British Army officer

Brigadier Thomas Henry Scott Galletly (23 August 1905 – 5 April 1972) was a senior officer in the British Army during the Second World War. He was Commanding Officer of the 28th (East Africa) Infantry Brigade in Burma between 21 February 1945 and 1 June 1945, the 27th (East Africa) Infantry Brigade between 30 May 1945 and 14 June 1945 and, from 18 July 1945, was Commanding Officer of the 27th (East Africa) Infantry Brigade.

==Career==
Thomas Henry Scott Galletly was born on 23 August 1905 in Hendon, Middlesex, the son of Thomas Galletly of Normanton, Rutland and Edith Galletly of Sharnbrook, Bedfordshire. He was educated at Bedford Modern School and Sandhurst.
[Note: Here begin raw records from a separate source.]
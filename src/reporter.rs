//! Host test-framework adapters.
//!
//! The retry loop never talks to a test runner directly. It only needs two
//! capabilities: print the final output, and fail the test. Any runner can
//! provide them by implementing [`Reporter`].

use std::fmt;

/// The reporting side of a test framework.
pub trait Reporter {
    /// Called once with the final test output when retrying is abandoned.
    fn log(&mut self, output: &str);

    /// Called when retrying is abandoned. Marks the test failed.
    fn fail_now(&mut self);
}

impl<T: Reporter + ?Sized> Reporter for &mut T {
    fn log(&mut self, output: &str) {
        (**self).log(output)
    }

    fn fail_now(&mut self) {
        (**self).fail_now()
    }
}

/// Reporter for the built-in Rust test harness.
///
/// Output is buffered and `fail_now` panics with it, which fails the
/// calling `#[test]` and stops it from running further.
///
/// # Examples
///
/// ```rust,should_panic
/// use retry_until::{run, PanicReporter};
///
/// run(&mut PanicReporter::new(), |r| r.fatal("never ready"));
/// ```
#[derive(Debug, Default, Clone)]
pub struct PanicReporter {
    output: String,
}

impl PanicReporter {
    /// Create a reporter with no buffered output.
    pub fn new() -> Self {
        Self::default()
    }
}

impl Reporter for PanicReporter {
    fn log(&mut self, output: &str) {
        self.output.push_str(output);
    }

    fn fail_now(&mut self) {
        panic!("{}", GaveUp(&self.output));
    }
}

struct GaveUp<'a>(&'a str);

impl fmt::Display for GaveUp<'_> {
    fn fmt(&self, f: &mut fmt::Formatter<'_>) -> fmt::Result {
        if self.0.is_empty() {
            write!(f, "retry gave up")
        } else {
            write!(f, "retry gave up:\n{}", self.0.trim_end())
        }
    }
}

#[cfg(test)]
mod tests {
    use super::*;

    #[test]
    #[should_panic(expected = "retry gave up:\nretry.rs:1: not yet")]
    fn panic_reporter_includes_output() {
        let mut reporter = PanicReporter::new();
        reporter.log("retry.rs:1: not yet\n");
        reporter.fail_now();
    }

    #[test]
    #[should_panic(expected = "retry gave up")]
    fn panic_reporter_without_output() {
        PanicReporter::new().fail_now();
    }

    #[test]
    fn gave_up_trims_trailing_newline() {
        assert_eq!(GaveUp("a\nb\n").to_string(), "retry gave up:\na\nb");
        assert_eq!(GaveUp("").to_string(), "retry gave up");
    }
}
During the Second World War, he served in Abyssinia (1941) and Madagascar (1942). He served as Acting Commanding Officer of the 27th (N Rhodesia) Infantry Brigade in Madagascar (1943), the 25th (East Africa) Infantry Brigade in Burma (1944) and the 26th (East Africa) Infantry Brigade in Burma (16 January 1945 to 15 February 1945). He was Commanding Officer of the 28th (East Africa) Infantry Brigade in Burma between 21 February 1945 and 1 June 1945, the 27th (East Africa) Infantry Brigade between 30 May 1945 and 14 June 1945 and, from 18 July 1945, he was Commanding Officer of the 27th (East Africa) Infantry Brigade. He was a Commander of the 1st Brigade, Arab League under Lieutenant-General Sir John Bagot Glubb.

During the East African Campaign he was awarded the Military Cross. In March 1945 he was awarded an immediate Distinguished Service Order (DSO) for action in Burma. Later the same year he added a bar to the DSO for the following action: 'While in command of a detached column with orders to cut the enemy's lines of communication in the Myitha Gorge, he carried out his mission in the face of determined opposition, and by maintaining an isolated position for three days, materially contributed to the liquidation of the enemy's defences at Kalewa'.

Galletly was a rugby union player, and scored 19 tries in 27 matches for Bedford between 1923 and 1927. He died in Christchurch, Hampshire on 5 April 1972.